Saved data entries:
//! Wiring of a complete playback: player, abort watcher and countdown.

use crate::{
    countdown::{Countdown, CountdownTask},
    hotkey::{abort_channel, spawn_abort_watcher},
    input::{InputSink, InputSource, Subscription},
    MacroLog, MacroPlayer, PlaybackOutcome, PlayerConfig, Result,
};
use std::future::{self, Future};
use tracing::{debug, info};

/// Play `log` through `sink` while `source` is watched for the abort key.
///
/// The speed is validated before `source` is subscribed to.
pub async fn run_macro<I, S, C>(
    log: &MacroLog,
    source: &I,
    sink: S,
    config: PlayerConfig,
    countdown: Option<C>,
) -> Result<PlaybackOutcome>
where
    I: InputSource + ?Sized,
    S: InputSink,
    C: Countdown,
{
    let player = MacroPlayer::new(sink, config)?;
    let subscription = source.subscribe()?;
    play_session(log, player, subscription, countdown, future::pending()).await
}

/// Play `log` on an already acquired subscription. Playback also stops, as an
/// abort, once `interrupt` resolves.
pub async fn run_macro_with<S, C, F>(
    log: &MacroLog,
    subscription: Subscription,
    sink: S,
    config: PlayerConfig,
    countdown: Option<C>,
    interrupt: F,
) -> Result<PlaybackOutcome>
where
    S: InputSink,
    C: Countdown,
    F: Future<Output = ()> + Send + 'static,
{
    let player = MacroPlayer::new(sink, config)?;
    play_session(log, player, subscription, countdown, interrupt).await
}

/// The abort watcher owns the session's only input subscription and is torn
/// down on every exit path, including dispatch failures. The countdown, when
/// given, is only shown for macros that take any time at all.
async fn play_session<S, C, F>(
    log: &MacroLog,
    mut player: MacroPlayer<S>,
    subscription: Subscription,
    countdown: Option<C>,
    interrupt: F,
) -> Result<PlaybackOutcome>
where
    S: InputSink,
    C: Countdown,
    F: Future<Output = ()> + Send + 'static,
{
    let (handle, signal) = abort_channel();
    let watcher = spawn_abort_watcher(
        subscription,
        player.config().abort_key,
        handle.clone(),
        player.injection_marker(),
    );
    let interrupter = tokio::spawn(async move {
        interrupt.await;
        info!("Playback interrupted");
        handle.abort();
    });

    let total = log.scaled_duration(player.config().speed);
    let countdown = countdown
        .filter(|_| !total.is_zero())
        .map(|display| CountdownTask::spawn(display, total, player.config().countdown_refresh));

    let outcome = player.play(log, signal).await;

    if let Some(countdown) = countdown {
        countdown.stop().await;
    }
    interrupter.abort();
    watcher.abort();
    if let Err(e) = watcher.await {
        debug!("Abort watcher ended: {}", e);
    }

    outcome
}
use crate::{
    events::scale_delay,
    hotkey::{AbortSignal, InjectionMarker, DEFAULT_ABORT_KEY},
    input::InputSink,
    InputAction, MacroError, MacroLog, MouseButton, Result,
};
use rdev::Key;
use std::time::Duration;
use tokio::time::{sleep_until, Instant};
use tracing::{debug, info, warn};

/// Configuration for macro playback
#[derive(Debug, Clone)]
pub struct PlayerConfig {
    /// Playback speed multiplier; 2.0 plays twice as fast
    pub speed: f64,

    /// Key that aborts playback
    pub abort_key: Key,

    /// How often the countdown display is refreshed
    pub countdown_refresh: Duration,
}

impl Default for PlayerConfig {
    fn default() -> Self {
        Self {
            speed: 1.0,
            abort_key: DEFAULT_ABORT_KEY,
            countdown_refresh: Duration::from_millis(500),
        }
    }
}

impl PlayerConfig {
    pub fn validate(&self) -> Result<()> {
        if self.speed.is_finite() && self.speed > 0.0 {
            Ok(())
        } else {
            Err(MacroError::InvalidSpeed(self.speed))
        }
    }
}

/// How a playback ended
#[derive(Debug, Clone, PartialEq)]
pub enum PlaybackOutcome {
    /// Every event was dispatched
    Completed { dispatched: usize },
    /// The abort key stopped playback before `dispatched` reached the end
    Aborted {
        dispatched: usize,
        remaining: usize,
        held: HeldInputs,
    },
}

impl PlaybackOutcome {
    pub fn is_aborted(&self) -> bool {
        matches!(self, PlaybackOutcome::Aborted { .. })
    }

    pub fn dispatched(&self) -> usize {
        match self {
            PlaybackOutcome::Completed { dispatched } | PlaybackOutcome::Aborted { dispatched, .. } => *dispatched,
        }
    }
}

/// Keys and buttons pressed by playback and not released yet
#[derive(Debug, Clone, Default, PartialEq)]
pub struct HeldInputs {
    pub keys: Vec<Key>,
    pub buttons: Vec<MouseButton>,
}

impl HeldInputs {
    pub fn is_empty(&self) -> bool {
        self.keys.is_empty() && self.buttons.is_empty()
    }

    fn track(&mut self, action: &InputAction) {
        match *action {
            InputAction::KeyDown { key } if !self.keys.contains(&key) => self.keys.push(key),
            InputAction::KeyUp { key } => self.keys.retain(|k| *k != key),
            InputAction::MouseDown { button, .. } if !self.buttons.contains(&button) => self.buttons.push(button),
            InputAction::MouseUp { button, .. } => self.buttons.retain(|b| *b != button),
            _ => {}
        }
    }
}

/// Replays a macro log through an [`InputSink`]
pub struct MacroPlayer<S: InputSink> {
    sink: S,
    config: PlayerConfig,
    marker: InjectionMarker,
}

impl<S: InputSink> MacroPlayer<S> {
    pub fn new(sink: S, config: PlayerConfig) -> Result<Self> {
        config.validate()?;
        Ok(Self {
            sink,
            config,
            marker: InjectionMarker::new(),
        })
    }

    pub fn config(&self) -> &PlayerConfig {
        &self.config
    }

    /// Marker the abort watcher consumes to skip injected abort keys
    pub fn injection_marker(&self) -> InjectionMarker {
        self.marker.clone()
    }

    pub fn into_sink(self) -> S {
        self.sink
    }

    /// Dispatch every event of `log` in order, waiting `dt / speed` before each.
    ///
    /// Deadlines accumulate from the start of playback, so a late dispatch
    /// does not push back the rest of the macro. Each wait races against
    /// `abort`; once it fires nothing more is dispatched. Keys or buttons left
    /// down by an abort are reported, not released.
    pub async fn play(&mut self, log: &MacroLog, mut abort: AbortSignal) -> Result<PlaybackOutcome> {
        let speed = self.config.speed;
        let total = log.len();
        info!("Running {} events at {}x", total, speed);

        let mut held = HeldInputs::default();
        let mut deadline = Instant::now();

        for (index, event) in log.events().iter().enumerate() {
            let wait = scale_delay(event.dt, speed);
            if wait.is_zero() {
                tokio::task::yield_now().await;
            } else {
                deadline += wait;
                tokio::select! {
                    biased;
                    _ = abort.aborted() => {}
                    _ = sleep_until(deadline) => {}
                }
            }

            if abort.is_aborted() {
                self.marker.clear();
                if !held.is_empty() {
                    warn!("Playback aborted with inputs still held: {:?}", held);
                }
                info!("Playback aborted after {} of {} events", index, total);
                return Ok(PlaybackOutcome::Aborted {
                    dispatched: index,
                    remaining: total - index,
                    held,
                });
            }

            if let Err(e) = self.dispatch(&event.action) {
                self.marker.clear();
                return Err(e);
            }
            held.track(&event.action);
        }

        self.marker.clear();
        info!("Playback finished ({} events)", total);
        Ok(PlaybackOutcome::Completed { dispatched: total })
    }

    fn dispatch(&mut self, action: &InputAction) -> Result<()> {
        // marked before injecting: the hook may deliver the press before simulate returns
        if action.is_key_down(self.config.abort_key) {
            self.marker.mark();
        }
        debug!("Dispatching {}", action.kind());
        self.sink.dispatch(action)
    }
}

» What the task asks
Some lines above hold the word "MacroPlayer". Copy all of them.

» Response to this task
    MacroLog, MacroPlayer, PlaybackOutcome, PlayerConfig, Result,
    let player = MacroPlayer::new(sink, config)?;
    let player = MacroPlayer::new(sink, config)?;
    mut player: MacroPlayer<S>,
pub struct MacroPlayer<S: InputSink> {
impl<S: InputSink> MacroPlayer<S> {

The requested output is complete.